━━━ Data to examine ━━━

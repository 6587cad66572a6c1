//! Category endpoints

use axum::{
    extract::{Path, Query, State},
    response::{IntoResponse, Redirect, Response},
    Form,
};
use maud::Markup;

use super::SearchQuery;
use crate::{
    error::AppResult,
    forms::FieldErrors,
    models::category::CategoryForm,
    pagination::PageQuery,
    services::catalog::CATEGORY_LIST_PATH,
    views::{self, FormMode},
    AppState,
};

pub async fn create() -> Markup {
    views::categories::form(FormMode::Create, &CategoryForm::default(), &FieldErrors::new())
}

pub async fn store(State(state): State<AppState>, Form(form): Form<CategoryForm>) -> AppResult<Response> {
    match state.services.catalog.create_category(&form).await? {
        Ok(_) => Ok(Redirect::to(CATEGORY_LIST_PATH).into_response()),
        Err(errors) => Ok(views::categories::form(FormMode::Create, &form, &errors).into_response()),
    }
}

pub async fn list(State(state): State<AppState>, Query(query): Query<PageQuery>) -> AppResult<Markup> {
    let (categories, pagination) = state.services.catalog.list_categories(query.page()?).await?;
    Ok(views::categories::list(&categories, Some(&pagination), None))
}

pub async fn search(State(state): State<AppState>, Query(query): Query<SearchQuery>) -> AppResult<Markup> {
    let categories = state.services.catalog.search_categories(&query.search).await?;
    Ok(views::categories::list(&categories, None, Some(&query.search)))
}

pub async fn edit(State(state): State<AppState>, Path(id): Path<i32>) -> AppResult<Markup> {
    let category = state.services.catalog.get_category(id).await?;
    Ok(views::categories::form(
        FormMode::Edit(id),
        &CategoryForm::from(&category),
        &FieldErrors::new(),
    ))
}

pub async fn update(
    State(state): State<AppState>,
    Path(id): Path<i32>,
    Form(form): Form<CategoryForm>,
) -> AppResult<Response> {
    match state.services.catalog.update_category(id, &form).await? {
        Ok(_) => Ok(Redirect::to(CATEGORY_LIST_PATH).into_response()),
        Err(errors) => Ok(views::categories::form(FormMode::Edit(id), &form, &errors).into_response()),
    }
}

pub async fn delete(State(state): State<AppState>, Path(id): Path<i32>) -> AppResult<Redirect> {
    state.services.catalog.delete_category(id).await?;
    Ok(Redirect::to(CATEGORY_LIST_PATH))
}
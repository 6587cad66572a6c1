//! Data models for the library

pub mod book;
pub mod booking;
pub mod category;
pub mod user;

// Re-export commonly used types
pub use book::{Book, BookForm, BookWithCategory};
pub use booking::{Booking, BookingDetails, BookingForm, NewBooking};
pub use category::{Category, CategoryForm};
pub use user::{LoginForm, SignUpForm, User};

━━━
━━━ Data to examine ━━━

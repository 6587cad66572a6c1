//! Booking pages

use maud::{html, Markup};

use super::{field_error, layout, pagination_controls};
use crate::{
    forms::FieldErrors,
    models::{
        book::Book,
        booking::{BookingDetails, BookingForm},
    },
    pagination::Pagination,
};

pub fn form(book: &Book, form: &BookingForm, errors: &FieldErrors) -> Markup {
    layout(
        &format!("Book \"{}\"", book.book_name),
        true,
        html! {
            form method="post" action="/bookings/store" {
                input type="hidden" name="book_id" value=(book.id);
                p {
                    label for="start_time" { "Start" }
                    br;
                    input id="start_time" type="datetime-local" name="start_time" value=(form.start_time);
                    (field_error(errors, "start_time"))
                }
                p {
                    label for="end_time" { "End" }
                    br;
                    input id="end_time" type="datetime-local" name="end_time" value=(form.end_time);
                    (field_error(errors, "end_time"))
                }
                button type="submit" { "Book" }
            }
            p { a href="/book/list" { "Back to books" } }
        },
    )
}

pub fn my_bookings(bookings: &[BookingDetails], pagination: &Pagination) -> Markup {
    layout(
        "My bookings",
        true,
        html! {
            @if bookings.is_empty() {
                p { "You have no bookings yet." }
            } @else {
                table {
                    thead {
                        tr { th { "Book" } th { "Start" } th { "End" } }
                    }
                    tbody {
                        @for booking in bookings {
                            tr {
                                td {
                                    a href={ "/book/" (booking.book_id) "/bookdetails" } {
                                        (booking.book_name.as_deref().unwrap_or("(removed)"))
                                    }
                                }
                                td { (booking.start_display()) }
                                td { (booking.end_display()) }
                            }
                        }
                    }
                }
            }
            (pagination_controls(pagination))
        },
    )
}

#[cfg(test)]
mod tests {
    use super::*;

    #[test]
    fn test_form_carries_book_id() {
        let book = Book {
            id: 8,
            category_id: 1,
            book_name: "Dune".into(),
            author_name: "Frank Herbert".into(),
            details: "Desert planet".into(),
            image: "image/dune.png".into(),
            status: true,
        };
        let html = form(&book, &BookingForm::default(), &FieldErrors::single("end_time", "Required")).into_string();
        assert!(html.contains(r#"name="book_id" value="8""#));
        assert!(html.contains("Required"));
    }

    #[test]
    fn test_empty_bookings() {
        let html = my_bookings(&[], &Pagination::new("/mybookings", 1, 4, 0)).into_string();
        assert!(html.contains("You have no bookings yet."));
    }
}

━━━

» To do:
Output each line of the listing above that has "local".

» The completed task:
                    input id="start_time" type="datetime-local" name="start_time" value=(form.start_time);
                    input id="end_time" type="datetime-local" name="end_time" value=(form.end_time);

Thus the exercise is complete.